Why virus conspiracy theories persist
PROVIDENCE, R.I. >> Daniel Roberts hadn’t had a vaccination since he was 6. No boosters, no tetanus shots. His parents taught him inoculations were dangerous, and when the coronavirus arrived, they called it a hoax. The vaccine, they said, was the real threat.
So when the 29-year-old Tennessee man got his COVID-19 shot at his local Walmart last month, it felt like an achievement. A break with his past.
“Five hundred thousand people have died in this country. That’s not a hoax,” Roberts said, speaking of the conspiracy theories embraced by family and friends. “I don’t know why I didn’t believe all of it myself. I guess I chose to believe the facts.”
As the world struggles to break the grip of COVID-19, psychologists and misinformation experts are studying why the pandemic spawned so many conspiracy theories, which have led people to eschew masks, social distancing and vaccines.
They’re seeing links between beliefs in COVID-19 falsehoods and the reliance on social media as a source of news and information.
And they’re concluding COVID-19 conspiracy theories persist by providing a false sense of empowerment. By offering hidden or secretive explanations, they give the believer a feeling of control in a situation that otherwise seems random or frightening.
The findings have implications not only for pandemic response but for the next “infodemic,” a term used to describe the crisis of COVID-19 misinformation.
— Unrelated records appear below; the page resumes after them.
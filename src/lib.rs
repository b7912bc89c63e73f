pub mod api;
pub mod commands;
pub mod config;
pub mod error;
pub mod models;
pub mod services;
pub mod storage;

pub use config::Config;
pub use error::{AppError, Result};
pub use models::events::{PipelineEvent, PipelineStage};
pub use models::history::EnhancementRecord;
pub use services::pipeline::Enhancer;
“We need to learn from what has happened, to make sure we can prevent it from happening the next time,” said former U.S. Surgeon General Richard Carmona, who served in George W. Bush’s administration. “Masks become a symbol of your political party. People are saying vaccines are useless. The average person is confused: Who do I believe?”
About 1 in 4 Americans said they believe the pandemic was “definitely” or “probably” created intentionally, according to a Pew Research Center survey from June. Other conspiracy theories focus on economic restrictions and vaccine safety. Increasingly, these baseless claims are prompting real-world problems.
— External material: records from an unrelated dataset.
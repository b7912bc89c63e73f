//! Crate-wide error type.
//!
//! Every layer returns `crate::error::Result<T>`. The upload and enhancement
//! clients collapse whatever went wrong underneath them into `UploadFailed` /
//! `EnhanceFailed`, whose messages are what the user ends up seeing.

#[derive(Debug, thiserror::Error)]
pub enum AppError {
    #[error("Network error: {0}")]
    Network(String),

    #[error("API error: {0}")]
    Api(String),

    #[error("IO error: {0}")]
    Io(String),

    #[error("Storage error: {0}")]
    Storage(String),

    #[error("Serialization error: {0}")]
    Serialization(String),

    #[error("Invalid input: {0}")]
    InvalidInput(String),

    #[error("Failed to upload image")]
    UploadFailed,

    #[error("Failed to enhance image")]
    EnhanceFailed,

    #[error("Internal error: {0}")]
    Internal(String),
}

impl From<reqwest::Error> for AppError {
    fn from(e: reqwest::Error) -> Self {
        match e.status() {
            Some(status) => AppError::Api(format!("status={}: {}", status.as_u16(), e)),
            None => AppError::Network(e.to_string()),
        }
    }
}

impl From<std::io::Error> for AppError {
    fn from(e: std::io::Error) -> Self {
        AppError::Io(e.to_string())
    }
}

impl From<serde_json::Error> for AppError {
    fn from(e: serde_json::Error) -> Self {
        AppError::Serialization(e.to_string())
    }
}

pub type Result<T> = std::result::Result<T, AppError>;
In January, anti-vaccine activists forced a vaccine clinic at Dodger Stadium in Los Angeles to close for a day. In Europe, dozens of cell towers burned because of bizarre claims that 5G wireless signals were triggering the infection. Elsewhere, a pharmacist destroyed vaccine doses, medical workers were attacked, and hundreds died after consuming toxins touted as cures — all because of COVID-19 falsehoods.
The most popular conspiracy theories often help people explain complicated, tumultuous events, when the truth may be too troubling to accept, according to Helen Lee Bouygues, founder and president of the Paris-based Reboot Foundation, which researches and promotes critical thinking in the internet age.
Such theories often appear after significant or frightening moments in history: the moon landing, the Sept. 11 attacks, or the assassination of President John F. Kennedy, when many found it difficult to accept that a lone, deranged gunman could kill the president. Vast conspiracies involving the CIA, the mob or others are easier to digest.
“People need big explanations for big problems, for big world events,” said John Cook, a cognitive scientist and conspiracy theory expert at Monash University in Australia. “Random explanations — like bats, or wet markets — are just psychologically unsatisfying.”